Esiste quindi una disparità anche nel considerare la morte e lo si nota dal modo di costruire le tombe: tombe umili, tombe lussuose. Monsignor Trasarti non ha criticato le tombe signorili, ma le sue parole hanno lasciato trasparire una predilezione per l’uniformità, ricordando le parole di un sacerdote che in punto di morte disse: «Più fiori ci sono in una tomba, più sensi di colpa ci sono nella vita».

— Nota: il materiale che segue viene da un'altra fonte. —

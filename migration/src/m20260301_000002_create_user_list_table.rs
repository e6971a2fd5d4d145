use sea_orm_migration::{prelude::*, schema::*};

#[derive(DeriveMigrationName)]
pub struct Migration;

#[async_trait::async_trait]
impl MigrationTrait for Migration {
    async fn up(&self, manager: &SchemaManager) -> Result<(), DbErr> {
        manager
            .create_table(
                Table::create()
                    .table(UserList::Table)
                    .if_not_exists()
                    .col(pk_auto(UserList::Id))
                    .col(big_integer(UserList::UserId))
                    .col(string(UserList::Name))
                    .col(text(UserList::Description))
                    .to_owned(),
            )
            .await?;

        // Lists are looked up by (user, name) when resolving a list token
        manager
            .create_index(
                Index::create()
                    .name("idx_user_list_user_id_name")
                    .table(UserList::Table)
                    .col(UserList::UserId)
                    .col(UserList::Name)
                    .to_owned(),
            )
            .await
    }

    async fn down(&self, manager: &SchemaManager) -> Result<(), DbErr> {
        manager
            .drop_table(Table::drop().table(UserList::Table).to_owned())
            .await
    }
}

#[derive(DeriveIden)]
pub enum UserList {
    Table,
    Id,
    UserId,
    Name,
    Description,
}
//! User list and list entry domain models.

use crate::{
    model::list::{BookListEntryDto, ListWithBooksDto, UserListDto},
    server::model::{book::Book, progress::Progress},
};

/// Name of the list that marks its books as completely read.
pub const FINISHED_LIST_NAME: &str = "Finished";

/// A named, user-owned collection of books.
#[derive(Debug, Clone, PartialEq)]
pub struct UserList {
    pub id: i32,
    /// Owner of the list.
    pub user_id: i64,
    pub name: String,
    pub description: String,
}

impl UserList {
    pub fn from_entity(entity: entity::user_list::Model) -> Self {
        Self {
            id: entity.id,
            user_id: entity.user_id,
            name: entity.name,
            description: entity.description,
        }
    }

    pub fn into_dto(self) -> UserListDto {
        UserListDto {
            list_id: self.id,
            user_id: self.user_id,
            list_name: self.name,
            list_description: self.description,
        }
    }

    /// Whether books added to this list start out fully read.
    pub fn is_finished(&self) -> bool {
        self.name == FINISHED_LIST_NAME
    }
}

/// Parameters for creating a list. Names are not required to be unique.
#[derive(Debug, Clone)]
pub struct CreateUserListParams {
    pub user_id: i64,
    pub name: String,
    pub description: String,
}

impl CreateUserListParams {
    pub fn from_dto(user_id: i64, dto: crate::model::list::CreateUserListDto) -> Self {
        Self {
            user_id,
            name: dto.list_name,
            description: dto.list_description,
        }
    }
}

/// Membership of a book in a list with the pages read so far.
#[derive(Debug, Clone, PartialEq)]
pub struct BookListEntry {
    pub list_id: i32,
    pub book_id: i32,
    pub progress: Progress,
}

impl BookListEntry {
    pub fn from_entity(entity: entity::book_list::Model) -> Self {
        Self {
            list_id: entity.list_id,
            book_id: entity.book_id,
            progress: Progress::from_stored(entity.progress),
        }
    }

    pub fn into_dto(self) -> BookListEntryDto {
        BookListEntryDto {
            list_id: self.list_id,
            book_id: self.book_id,
            progress: self.progress.to_string(),
        }
    }
}

/// How a caller referred to a list.
#[derive(Debug, Clone, PartialEq, Eq)]
pub enum ListRef {
    /// Global list identifier; the owner is not consulted.
    Id(i32),
    /// Exact list name within the requesting user's lists.
    Name(String),
}

impl ListRef {
    /// Interprets a path token as a list identifier when it is made only of ASCII
    /// digits and fits an identifier, and as a list name otherwise.
    pub fn parse(token: &str) -> Self {
        if !token.is_empty() && token.bytes().all(|b| b.is_ascii_digit()) {
            if let Ok(id) = token.parse::<i32>() {
                return Self::Id(id);
            }
        }

        Self::Name(token.to_string())
    }
}

/// A resolved list with the books its entries reference.
#[derive(Debug, Clone, PartialEq)]
pub struct ListWithBooks {
    pub list: UserList,
    /// Books in entry storage order.
    pub books: Vec<Book>,
}

impl ListWithBooks {
    pub fn into_dto(self) -> ListWithBooksDto {
        ListWithBooksDto {
            list_name: self.list.name,
            list_description: self.list.description,
            books: self.books.into_iter().map(Book::into_dto).collect(),
        }
    }
}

Il malessere dei sacerdoti

In realtà anche i preti temono la morte, è umano! «Ci sono preti – ha evidenziato il vescovo – che si sono presentati traumatizzati di fronte alla morte; eppure ciascuno di loro ha fatto molte prediche durante i funerali per consolare gli afflitti dei defunti.

Ciò per dire che il rapporto tra le parole dette e la vita vissuta non è sempre in sintonia. Oggi noi dobbiamo riconciliarci con la morte, l’unica cosa veramente certa per tutti i viventi. In realtà morire non è nulla, il difficile è vivere e vivere bene». 

La qualità di una civiltà si misura dalla cura che questa presta ai cimiteri, quale luoghi della memoria e di un riferimento a un qualcosa di trascendente che anche un laico non può non sentire. «Dalla cura dei cimiteri e dalla cura degli anziani, coloro che sono prossimi a morire - ha aggiunto Trasarti -, ma che hanno dato tanto, ciascuno con le sue possibilità, alla vita che resta».

L’uccisione di 640 soldati

Nel ricordare i defunti il vescovo ha usato parole di pietà anche per quei 640 soldati russi che sono morti in guerra in un solo giorno, forse soldati mandati allo sbaraglio, aggressori senza la coscienza di esserlo.
Anche la città di Fano ha vissuto momenti terribili durante la seconda guerra mondiale. Allora fu un vescovo, Vincenzo del Signore, ad assumersi l’impegno di podestà per difendere la città nel momento in cui l’esercito tedesco costretto alla ritirata si era fatto più aggressivo. Non riuscì ad evitare l’abbattimento dei campanili, ma nessun fanese rimase ucciso.

«Il sindaco abbatta il campanile»

Tuttavia la ricostruzione non è stata sempre felice: monsignor Trasarti non ha esitato a chiedere ieri al sindaco di Fano Massimo Seri di abbattere il campanile del duomo ricostruito dopo la guerra, la cui sagoma contrasta fortemente con l’aspetto della cattedrale.